My past two weeks have been riddled with endings.
Jóna and I completed a road trip around the US, managing to set foot in all 48 continental US states in under 60 days, and doing it all in Greyhound buses.
Then, Jóna left the US, heading back to her home in Iceland, which ended our traveling together, and also ended the relationship we’d enjoyed for the past year-ish.
Finally, a few days ago I completed my newest book; a sequel of sorts to ‘My Exile Lifestyle,’ which is called ‘Iceland, India, Interstate,’ and tells the story of my past year, and all the adventures therein, using the relationship with Jóna as kind of a chronological meter.
Of these three completions, the relationship with Jóna brings with it the biggest lifestyle change. I didn’t plan to date her for a whole year when we first met — in fact, we had both only intended to date for the final month I was in Iceland! — but it ended up being an incredibly valuable experience, and the past year has been my best yet as a result.
Finishing up a road trip, especially one that goes on for two months, is a big lifestyle shift, as well. We spent about 60 days running from place to place, spending an inordinate amount of time in Greyhound stations, sitting on buses, staring out windows, interacting with incredibly impoverished and legitimately crazy people, and visiting folks in different parts of the country, all of which had different lifestyles and world views, which we had to adapt to while on their home turf.
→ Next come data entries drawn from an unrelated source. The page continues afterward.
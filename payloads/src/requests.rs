use serde::{Deserialize, Serialize};

/// Query options for the movie-listing endpoint.
///
/// Both knobs are optional; `Default` is the plain listing request the UI
/// hard-codes. `APIClient::listing_url` serializes set fields into the URL
/// query string and omits unset ones.
#[derive(Debug, Clone, Copy, PartialEq, Eq, Default, Serialize, Deserialize)]
pub struct ListingQuery {
    /// Results per page, 1 to 50 on the public API.
    #[serde(skip_serializing_if = "Option::is_none")]
    pub limit: Option<u32>,
    /// 1-based page number.
    #[serde(skip_serializing_if = "Option::is_none")]
    pub page: Option<u32>,
}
When I was young, and a Boy Scout, I went on a few day-long canoe trips, and when they were over it would be tough to sleep, because I would still be able to feel the rocking of the boat any time I lay down. I’m in a similar state now: I find myself mentally preparing to pack my bag, grab my ticket, and head for the station, but then realize I don’t have to; I can hold still for a bit.
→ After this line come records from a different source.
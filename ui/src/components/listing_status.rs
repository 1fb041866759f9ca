use yew::prelude::*;

#[derive(Properties, PartialEq)]
pub struct Props {
    /// Status field of the last successfully fetched listing
    #[prop_or_default]
    pub status: Option<String>,
    /// Whether a request is currently in flight
    pub is_loading: bool,
    /// Failure message from the last settled request
    #[prop_or_default]
    pub error: Option<String>,
    /// URL the listing was requested from
    #[prop_or_default]
    pub source_url: Option<String>,
    /// Callback when the refetch button is clicked
    pub on_refetch: Callback<()>,
}

#[function_component]
pub fn ListingStatus(props: &Props) -> Html {
    let onclick = {
        let on_refetch = props.on_refetch.clone();
        Callback::from(move |_: MouseEvent| {
            on_refetch.emit(());
        })
    };

    // Clicking mid-flight is allowed: the newest request supersedes any
    // outstanding one, so the button never needs disabling.
    let button_class = "px-4 py-2 border border-neutral-300 \
                        dark:border-neutral-600 rounded-md text-sm \
                        font-medium text-neutral-700 dark:text-neutral-300 \
                        bg-white dark:bg-neutral-700 hover:bg-neutral-50 \
                        dark:hover:bg-neutral-600 transition-colors \
                        duration-200";

    html! {
        <div class="space-y-4">
            <h1 class="text-4xl font-bold text-gray-900 dark:text-white">
                {props.status.clone().unwrap_or_default()}
            </h1>
            <h2 class="text-xl text-gray-600 dark:text-gray-300">
                {if props.is_loading { "Loading" } else { "Load Complete" }}
            </h2>

            {if let Some(error) = &props.error {
                html! {
                    <div class="p-4 rounded-md bg-red-50 dark:bg-red-900/20 \
                                border border-red-200 dark:border-red-800">
                        <p class="text-sm text-red-700 dark:text-red-400">
                            {format!("Error loading listing: {}", error)}
                        </p>
                    </div>
                }
            } else {
                html! {}
            }}

            {if let Some(url) = &props.source_url {
                html! {
                    <p class="text-xs text-neutral-500 dark:text-neutral-400">
                        {format!("Source: {}", url)}
                    </p>
                }
            } else {
                html! {}
            }}

            <button onclick={onclick} class={button_class}>
                {"Refetch"}
            </button>
        </div>
    }
}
But in holding still, I found other things to fill my time. My new book has been knocking around in my head for a very long time, and being able to sit down and write it was therapeutic. After a few weeks of doing little but write, however, I’ve come to another ending. Although there are still edits to make and a launch to prepare, I feel my brain crying out for stimuli. I’ve been taxing it for so long, loading it down with adventures and projects and relationships that now, when I’m sans these things, it feels like I’ve hopped off a trampoline, and my legs are still accustomed to being able to take me higher.
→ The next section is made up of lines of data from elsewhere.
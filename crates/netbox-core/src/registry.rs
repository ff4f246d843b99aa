// ── Object-type registry ──
//
// The closed vocabulary of resource kinds the gateway accepts, and the
// NetBox collection path each one maps to. Adding a kind means adding a
// variant here and one arm in `collection_path`; nothing else changes.

use std::fmt::Write as _;
use std::str::FromStr;

use strum::{Display, EnumIter, EnumString, IntoEnumIterator, IntoStaticStr};

use crate::error::CoreError;

/// Functional area of the NetBox data model. Also the first path segment
/// of every collection in that area.
#[derive(Debug, Clone, Copy, PartialEq, Eq, Hash, EnumIter)]
pub enum Domain {
    Dcim,
    Ipam,
    Circuits,
    Virtualization,
    Tenancy,
    Vpn,
    Wireless,
    Extras,
}

impl Domain {
    /// The REST path prefix (`dcim`, `ipam`, ...).
    pub fn prefix(self) -> &'static str {
        match self {
            Self::Dcim => "dcim",
            Self::Ipam => "ipam",
            Self::Circuits => "circuits",
            Self::Virtualization => "virtualization",
            Self::Tenancy => "tenancy",
            Self::Vpn => "vpn",
            Self::Wireless => "wireless",
            Self::Extras => "extras",
        }
    }

    /// Human-readable heading used when listing kinds.
    pub fn label(self) -> &'static str {
        match self {
            Self::Dcim => "DCIM (Device and Infrastructure)",
            Self::Ipam => "IPAM (IP Address Management)",
            Self::Circuits => "Circuits",
            Self::Virtualization => "Virtualization",
            Self::Tenancy => "Tenancy",
            Self::Vpn => "VPN",
            Self::Wireless => "Wireless",
            Self::Extras => "Extras",
        }
    }
}

/// A NetBox resource kind, as callers name it.
///
/// The string form (`devices`, `ip-addresses`, ...) is what tools accept;
/// [`collection_path`](Self::collection_path) is what goes on the wire.
#[derive(
    Debug, Clone, Copy, PartialEq, Eq, Hash, Display, EnumIter, EnumString, IntoStaticStr,
)]
#[strum(serialize_all = "kebab-case")]
pub enum ObjectType {
    // ── DCIM ──
    Cables,
    ConsolePorts,
    ConsoleServerPorts,
    Devices,
    DeviceBays,
    DeviceRoles,
    DeviceTypes,
    FrontPorts,
    Interfaces,
    InventoryItems,
    Locations,
    Manufacturers,
    Modules,
    ModuleBays,
    ModuleTypes,
    Platforms,
    PowerFeeds,
    PowerOutlets,
    PowerPanels,
    PowerPorts,
    Racks,
    RackReservations,
    RackRoles,
    Regions,
    Sites,
    SiteGroups,
    VirtualChassis,

    // ── IPAM ──
    Asns,
    AsnRanges,
    Aggregates,
    FhrpGroups,
    IpAddresses,
    IpRanges,
    Prefixes,
    Rirs,
    Roles,
    RouteTargets,
    Services,
    Vlans,
    VlanGroups,
    Vrfs,

    // ── Circuits ──
    Circuits,
    CircuitTypes,
    CircuitTerminations,
    Providers,
    ProviderNetworks,

    // ── Virtualization ──
    Clusters,
    ClusterGroups,
    ClusterTypes,
    VirtualMachines,
    VmInterfaces,

    // ── Tenancy ──
    Tenants,
    TenantGroups,
    Contacts,
    ContactGroups,
    ContactRoles,

    // ── VPN ──
    IkePolicies,
    IkeProposals,
    IpsecPolicies,
    IpsecProfiles,
    IpsecProposals,
    #[strum(serialize = "l2vpns")]
    L2vpns,
    Tunnels,
    TunnelGroups,

    // ── Wireless ──
    WirelessLans,
    WirelessLanGroups,
    WirelessLinks,

    // ── Extras ──
    ConfigContexts,
    CustomFields,
    ExportTemplates,
    ImageAttachments,
    Jobs,
    SavedFilters,
    Scripts,
    Tags,
    Webhooks,
}

impl ObjectType {
    /// Look up a kind by the name callers use.
    ///
    /// Fails with [`CoreError::UnknownResourceKind`] carrying every valid
    /// name, sorted, so the caller can correct itself without another call.
    pub fn resolve(name: &str) -> Result<Self, CoreError> {
        Self::from_str(name).map_err(|_| CoreError::UnknownResourceKind {
            requested: name.to_owned(),
            valid: Self::sorted_names(),
        })
    }

    /// The caller-facing name, e.g. `ip-addresses`.
    pub fn as_str(self) -> &'static str {
        self.into()
    }

    /// Every valid kind name, sorted lexically.
    pub fn sorted_names() -> Vec<&'static str> {
        let mut names: Vec<&'static str> = Self::iter().map(Self::as_str).collect();
        names.sort_unstable();
        names
    }

    pub fn domain(self) -> Domain {
        match self {
            Self::Cables
            | Self::ConsolePorts
            | Self::ConsoleServerPorts
            | Self::Devices
            | Self::DeviceBays
            | Self::DeviceRoles
            | Self::DeviceTypes
            | Self::FrontPorts
            | Self::Interfaces
            | Self::InventoryItems
            | Self::Locations
            | Self::Manufacturers
            | Self::Modules
            | Self::ModuleBays
            | Self::ModuleTypes
            | Self::Platforms
            | Self::PowerFeeds
            | Self::PowerOutlets
            | Self::PowerPanels
            | Self::PowerPorts
            | Self::Racks
            | Self::RackReservations
            | Self::RackRoles
            | Self::Regions
            | Self::Sites
            | Self::SiteGroups
            | Self::VirtualChassis => Domain::Dcim,

            Self::Asns
            | Self::AsnRanges
            | Self::Aggregates
            | Self::FhrpGroups
            | Self::IpAddresses
            | Self::IpRanges
            | Self::Prefixes
            | Self::Rirs
            | Self::Roles
            | Self::RouteTargets
            | Self::Services
            | Self::Vlans
            | Self::VlanGroups
            | Self::Vrfs => Domain::Ipam,

            Self::Circuits
            | Self::CircuitTypes
            | Self::CircuitTerminations
            | Self::Providers
            | Self::ProviderNetworks => Domain::Circuits,

            Self::Clusters
            | Self::ClusterGroups
            | Self::ClusterTypes
            | Self::VirtualMachines
            | Self::VmInterfaces => Domain::Virtualization,

            Self::Tenants
            | Self::TenantGroups
            | Self::Contacts
            | Self::ContactGroups
            | Self::ContactRoles => Domain::Tenancy,

            Self::IkePolicies
            | Self::IkeProposals
            | Self::IpsecPolicies
            | Self::IpsecProfiles
            | Self::IpsecProposals
            | Self::L2vpns
            | Self::Tunnels
            | Self::TunnelGroups => Domain::Vpn,

            Self::WirelessLans | Self::WirelessLanGroups | Self::WirelessLinks => {
                Domain::Wireless
            }

            Self::ConfigContexts
            | Self::CustomFields
            | Self::ExportTemplates
            | Self::ImageAttachments
            | Self::Jobs
            | Self::SavedFilters
            | Self::Scripts
            | Self::Tags
            | Self::Webhooks => Domain::Extras,
        }
    }

    /// REST collection path relative to `/api/`, e.g. `dcim/devices`.
    pub fn collection_path(self) -> &'static str {
        match self {
            Self::Cables => "dcim/cables",
            Self::ConsolePorts => "dcim/console-ports",
            Self::ConsoleServerPorts => "dcim/console-server-ports",
            Self::Devices => "dcim/devices",
            Self::DeviceBays => "dcim/device-bays",
            Self::DeviceRoles => "dcim/device-roles",
            Self::DeviceTypes => "dcim/device-types",
            Self::FrontPorts => "dcim/front-ports",
            Self::Interfaces => "dcim/interfaces",
            Self::InventoryItems => "dcim/inventory-items",
            Self::Locations => "dcim/locations",
            Self::Manufacturers => "dcim/manufacturers",
            Self::Modules => "dcim/modules",
            Self::ModuleBays => "dcim/module-bays",
            Self::ModuleTypes => "dcim/module-types",
            Self::Platforms => "dcim/platforms",
            Self::PowerFeeds => "dcim/power-feeds",
            Self::PowerOutlets => "dcim/power-outlets",
            Self::PowerPanels => "dcim/power-panels",
            Self::PowerPorts => "dcim/power-ports",
            Self::Racks => "dcim/racks",
            Self::RackReservations => "dcim/rack-reservations",
            Self::RackRoles => "dcim/rack-roles",
            Self::Regions => "dcim/regions",
            Self::Sites => "dcim/sites",
            Self::SiteGroups => "dcim/site-groups",
            Self::VirtualChassis => "dcim/virtual-chassis",

            Self::Asns => "ipam/asns",
            Self::AsnRanges => "ipam/asn-ranges",
            Self::Aggregates => "ipam/aggregates",
            Self::FhrpGroups => "ipam/fhrp-groups",
            Self::IpAddresses => "ipam/ip-addresses",
            Self::IpRanges => "ipam/ip-ranges",
            Self::Prefixes => "ipam/prefixes",
            Self::Rirs => "ipam/rirs",
            Self::Roles => "ipam/roles",
            Self::RouteTargets => "ipam/route-targets",
            Self::Services => "ipam/services",
            Self::Vlans => "ipam/vlans",
            Self::VlanGroups => "ipam/vlan-groups",
            Self::Vrfs => "ipam/vrfs",

            Self::Circuits => "circuits/circuits",
            Self::CircuitTypes => "circuits/circuit-types",
            Self::CircuitTerminations => "circuits/circuit-terminations",
            Self::Providers => "circuits/providers",
            Self::ProviderNetworks => "circuits/provider-networks",

            Self::Clusters => "virtualization/clusters",
            Self::ClusterGroups => "virtualization/cluster-groups",
            Self::ClusterTypes => "virtualization/cluster-types",
            Self::VirtualMachines => "virtualization/virtual-machines",
            // VM interfaces live under their own collection, not `vm-interfaces`.
            Self::VmInterfaces => "virtualization/interfaces",

            Self::Tenants => "tenancy/tenants",
            Self::TenantGroups => "tenancy/tenant-groups",
            Self::Contacts => "tenancy/contacts",
            Self::ContactGroups => "tenancy/contact-groups",
            Self::ContactRoles => "tenancy/contact-roles",

            Self::IkePolicies => "vpn/ike-policies",
            Self::IkeProposals => "vpn/ike-proposals",
            Self::IpsecPolicies => "vpn/ipsec-policies",
            Self::IpsecProfiles => "vpn/ipsec-profiles",
            Self::IpsecProposals => "vpn/ipsec-proposals",
            Self::L2vpns => "vpn/l2vpns",
            Self::Tunnels => "vpn/tunnels",
            Self::TunnelGroups => "vpn/tunnel-groups",

            Self::WirelessLans => "wireless/wireless-lans",
            Self::WirelessLanGroups => "wireless/wireless-lan-groups",
            Self::WirelessLinks => "wireless/wireless-links",

            Self::ConfigContexts => "extras/config-contexts",
            Self::CustomFields => "extras/custom-fields",
            Self::ExportTemplates => "extras/export-templates",
            Self::ImageAttachments => "extras/image-attachments",
            Self::Jobs => "extras/jobs",
            Self::SavedFilters => "extras/saved-filters",
            Self::Scripts => "extras/scripts",
            Self::Tags => "extras/tags",
            Self::Webhooks => "extras/webhooks",
        }
    }

    /// Path of a single object: `{collection}/{id}`.
    pub fn object_path(self, id: crate::ObjectId) -> String {
        format!("{}/{id}", self.collection_path())
    }

    /// All kinds grouped under their domain heading, one `- name` per line.
    ///
    /// Rendered into tool descriptions so an agent sees the vocabulary up
    /// front.
    pub fn catalog() -> String {
        let mut out = String::new();
        for domain in Domain::iter() {
            if !out.is_empty() {
                out.push('\n');
            }
            let _ = writeln!(out, "{}:", domain.label());
            for kind in Self::iter().filter(|k| k.domain() == domain) {
                let _ = writeln!(out, "- {kind}");
            }
        }
        out
    }
}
This feeling won’t last, though, it never does. I have a new project that’s already been conceived, and is just waiting to be presented to the world, and two more books that I’d like to write before heading out to Romania in June; moving to Romania, of course, will be a new adventure that my excitement-hungry brain will revel in.
So for now I sit here in Columbia, Missouri, happy to have some time to visit with my family and sit quietly (a rare treat), but ready — always ready — for that next new fix: that new start, which will give me something to finish.